Production flowchart in textile industry.
Design in textile involves drawing and developing patterns, textures, molds, and products in line with customer demands and expectations. During the design process, the tasks are done either by computer or by drawing manually and depend on the designer’s artistic ability. Therefore, it is hard to express the design process using a mathematical equation. The product model obtained at the end of the design process must be adapted to different body sizes before mass production starts. Hu et al. 5 used artificial neural networks for predicting the suitable body size for the novice designers making a design using the design experience. In making design, Hsu and Wang 6 reviewed the issue of sizing in the production of clothing. In their study, they used the decision tree (DT) method for the production of clothing.

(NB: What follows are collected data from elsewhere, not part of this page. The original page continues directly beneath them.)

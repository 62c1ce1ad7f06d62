pub mod app;
pub mod event;
pub mod input;
pub mod keymap;
pub mod paging;
pub mod theme;
pub mod themes;
pub mod widgets;

pub use app::App;
pub use theme::Theme;
pub use themes::{apply_segment_overrides, available_themes, load_theme, parse_hex_color};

Production covers all the textile processes, from order receipt to manufacturing the product to be delivered to the customer. Throughout this process, the standard information that the business owns is the nature of the order and the raw material quality. But the period of time, the raw materials and the processes required to produce the desired product depend on the quantity and quality of personnel and machinery available in the company. Raw material goes through many processes including dyeing, coating, thermal processes, washing, sewing, cutting, and so on until the end product is obtained. These processes include many parameters within themselves. Doing production with so many parameters requires specialized personnel, experience, and care. Highly faulty production is unavoidable in human-dependent systems. Doing planning so that the desired product is obtained by production planning operations is both very important in reducing the cost and the number of faults and is a very difficult field that requires expertise. Looking at the machine learning (ML) studies performed in this field, it has been seen that there is work done in relation to yarn finish operations, 7 fabric finish operations, 8 discriminating product colors,9,10 and export forecasts. 11
Yarn quality determination is a process where parameters such as strength, hairiness, breaking elongation, and production errors are inspected by means of control and measurement. This process is commonly conducted using the Tester device of the USTER company. This device is costly and therefore hardly available for small-scale companies. To reduce the quality measurement cost of businesses, Mozafary and Payvandy 12 have used artificial neural network method to predict the worsted yarn quality. Yildiz et al. 13 have made breaking elongation and sewing strength modeling for yarns by using the artificial neural network method. Haghighat et al. 14 have used artificial neural networks in forecasting the hairiness of polyester-viscose blended yarns. Su and Lu 15 have used artificial neural networks in determining spandex faults. Lewandowski and Stanczyk 16 have used artificial neural networks to determine the yarn splices. Nurwaha and Wang 17 have used artificial neural networks and support vector machine (SVM) algorithm to do yarn quality forecasts. Abakar and Yu 18 have used artificial neural networks and SVM algorithm to determine yarn strength.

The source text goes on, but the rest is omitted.